A bench of Chief Justice Dipak Misra and justices D Y Chandrachud and A M Khanwilkar has kept the petition filed by Major Aditya’s father Lt Col Karamveer Singh challenging the FIR for final disposal on April 24.
The Centre also cited an earlier notification of J & K home department itself which stated that when the state is in such a disturbed condition the use of Armed Forces in the aid of civil power is necessary to prevent terror activities against the citizens.
“It is a well-known fact that in the state of J& K, anti-national elements and terrorists indulge in serious violations of law, affecting the security of the state itself. These elements possess sophisticated arms and weaponry and even have cross-border support from countries inimical to the interests of our country”, it said.
The Centre also said that a 5 judge bench of the Andhra Pradesh HC had held that where a police officer causes death of a person acting or purporting to act in discharge of official duties or in self-defence, the circumstance under which it happened has to be written down but was not done so in Major Aditya’s case.
On March 6, acting on a petition filed by Karamveer Singh, the Supreme Court had questioned how J and K government could treat Army officers like ordinary criminals.
SC prima-facie held that the Mehbooba Mufti government was not justified in initiating criminal proceedings against any Army personnel for bona fide action in the discharge of their duties or in self-defence.

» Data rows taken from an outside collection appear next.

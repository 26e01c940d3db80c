//! Connection phase state machine.
//!
//! ```text
//! DISCONNECTED --TransportOpened--> HANDSHAKING --HandshakeSucceeded--> ACTIVE
//!      ^                                 |                                 |
//!      +------HandshakeFailed / TransportClosed----------------------------+
//! ```
//!
//! The machine is owned by the task driving one link; its phase decides
//! which inbound message types are admitted.

use peershare_protocol::MessageType;

use crate::LinkError;

#[derive(Debug, Clone, Copy, PartialEq, Eq, Hash)]
pub enum ConnectionPhase {
    Disconnected,
    Handshaking,
    Active,
}

#[derive(Debug, Clone, Copy, PartialEq, Eq)]
pub enum PhaseEvent {
    TransportOpened,
    HandshakeSucceeded,
    HandshakeFailed,
    TransportClosed,
}

/// Verdict for an inbound message in the current phase.
#[derive(Debug, Clone, Copy, PartialEq, Eq)]
pub enum Admission {
    Accept,
    /// Application traffic before the handshake finished.
    HandshakeRequired,
    /// Handshake traffic after the link is already active.
    AlreadyActive,
    /// The link is closed; nothing is processed.
    Closed,
    /// Type not understood.
    Unsupported,
}

#[derive(Debug, Clone)]
pub struct PhaseMachine {
    phase: ConnectionPhase,
}

impl Default for PhaseMachine {
    fn default() -> Self {
        Self::new()
    }
}

impl PhaseMachine {
    pub fn new() -> Self {
        Self {
            phase: ConnectionPhase::Disconnected,
        }
    }

    pub fn phase(&self) -> ConnectionPhase {
        self.phase
    }

    pub fn is_active(&self) -> bool {
        self.phase == ConnectionPhase::Active
    }

    /// Applies `event`, returning the new phase.
    ///
    /// `TransportClosed` is valid from every phase.
    pub fn apply(&mut self, event: PhaseEvent) -> Result<ConnectionPhase, LinkError> {
        use ConnectionPhase::*;
        use PhaseEvent::*;

        let next = match (self.phase, event) {
            (Disconnected, TransportOpened) => Handshaking,
            (Handshaking, HandshakeSucceeded) => Active,
            (Handshaking, HandshakeFailed) => Disconnected,
            (_, TransportClosed) => Disconnected,
            (from, event) => return Err(LinkError::InvalidTransition { from, event }),
        };
        self.phase = next;
        Ok(next)
    }

    /// Decides whether a decoded (already unwrapped) message of `msg_type`
    /// may be processed now. `ERROR` is admitted in every open phase.
    pub fn admit(&self, msg_type: MessageType) -> Admission {
        if msg_type == MessageType::Unknown {
            return Admission::Unsupported;
        }
        match self.phase {
            ConnectionPhase::Disconnected => Admission::Closed,
            ConnectionPhase::Handshaking => {
                if msg_type.is_handshake() || msg_type == MessageType::Error {
                    Admission::Accept
                } else {
                    Admission::HandshakeRequired
                }
            }
            ConnectionPhase::Active => {
                if msg_type.is_handshake() {
                    Admission::AlreadyActive
                } else if msg_type.is_application() || msg_type == MessageType::Error {
                    Admission::Accept
                } else {
                    Admission::Unsupported
                }
            }
        }
    }

    /// Like [`admit`](Self::admit) but as a `Result`, for callers that
    /// surface violations as errors.
    pub fn check(&self, msg_type: MessageType) -> Result<(), LinkError> {
        match self.admit(msg_type) {
            Admission::Accept => Ok(()),
            _ => Err(LinkError::WrongPhase {
                phase: self.phase,
                msg_type,
            }),
        }
    }
}

#[cfg(test)]
mod tests {
    use super::*;

    #[test]
    fn happy_path() {
        let mut m = PhaseMachine::new();
        assert_eq!(m.phase(), ConnectionPhase::Disconnected);
        assert_eq!(
            m.apply(PhaseEvent::TransportOpened).unwrap(),
            ConnectionPhase::Handshaking
        );
        assert_eq!(
            m.apply(PhaseEvent::HandshakeSucceeded).unwrap(),
            ConnectionPhase::Active
        );
        assert!(m.is_active());
        assert_eq!(
            m.apply(PhaseEvent::TransportClosed).unwrap(),
            ConnectionPhase::Disconnected
        );
    }

    #[test]
    fn failed_handshake_disconnects() {
        let mut m = PhaseMachine::new();
        m.apply(PhaseEvent::TransportOpened).unwrap();
        assert_eq!(
            m.apply(PhaseEvent::HandshakeFailed).unwrap(),
            ConnectionPhase::Disconnected
        );
    }

    #[test]
    fn invalid_transitions_rejected() {
        let mut m = PhaseMachine::new();
        assert!(matches!(
            m.apply(PhaseEvent::HandshakeSucceeded),
            Err(LinkError::InvalidTransition { .. })
        ));
        m.apply(PhaseEvent::TransportOpened).unwrap();
        m.apply(PhaseEvent::HandshakeSucceeded).unwrap();
        assert!(m.apply(PhaseEvent::TransportOpened).is_err());
        assert!(m.apply(PhaseEvent::HandshakeFailed).is_err());
        assert!(m.is_active());
    }

    #[test]
    fn handshaking_admits_only_handshake_traffic() {
        let mut m = PhaseMachine::new();
        m.apply(PhaseEvent::TransportOpened).unwrap();
        assert_eq!(m.admit(MessageType::MetaRequest), Admission::Accept);
        assert_eq!(m.admit(MessageType::Error), Admission::Accept);
        assert_eq!(
            m.admit(MessageType::DirectoryRequest),
            Admission::HandshakeRequired
        );
        assert!(m.check(MessageType::FileUploadChunk).is_err());
    }

    #[test]
    fn active_admits_application_traffic() {
        let mut m = PhaseMachine::new();
        m.apply(PhaseEvent::TransportOpened).unwrap();
        m.apply(PhaseEvent::HandshakeSucceeded).unwrap();
        assert_eq!(m.admit(MessageType::FileChunkRequest), Admission::Accept);
        assert_eq!(m.admit(MessageType::MetaRequest), Admission::AlreadyActive);
        assert_eq!(m.admit(MessageType::Unknown), Admission::Unsupported);
        assert_eq!(
            m.admit(MessageType::EncryptedRequest),
            Admission::Unsupported
        );
    }

    #[test]
    fn disconnected_admits_nothing() {
        let m = PhaseMachine::new();
        assert_eq!(m.admit(MessageType::MetaRequest), Admission::Closed);
    }
}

The bench had on February 23 already directed that no coercive action, like arrest or detention, shall be taken against Major Aditya till the case was pending in the apex court.
The stinging remarks from the CJI came on a day when in a big U-turn, the Jammu and Kashmir government told SC that Major Kumar’s name was not mentioned in the FIR.
The state’s status report said that the Army officer had not been named when the police lodged an FIR to investigate the firing incident, rendering his petition to quash the FIR meaningless and so it deserved to be dismissed.
But the bench said since his name is mentioned in the narrative of the FIR, he could be roped in any time. In its report, the Mufti government complained that the Army does not respond to its letters and asked "Are they above the law?" and "does the Army has a license to kill?"
Attorney General K K Venugopal responded: “hundreds of army men are killed protecting us. The state shouldn’t be making such arguments.
Venugopal relied on Section 7 of the Armed Forces (J&K) Special Powers Act of 1990, which provides that no prosecution, suit or other legal proceedings shall be instituted, except with the previous sanction of the Central government, against any person in respect of anything done or purported to be done in exercise of the powers conferred by the said Act.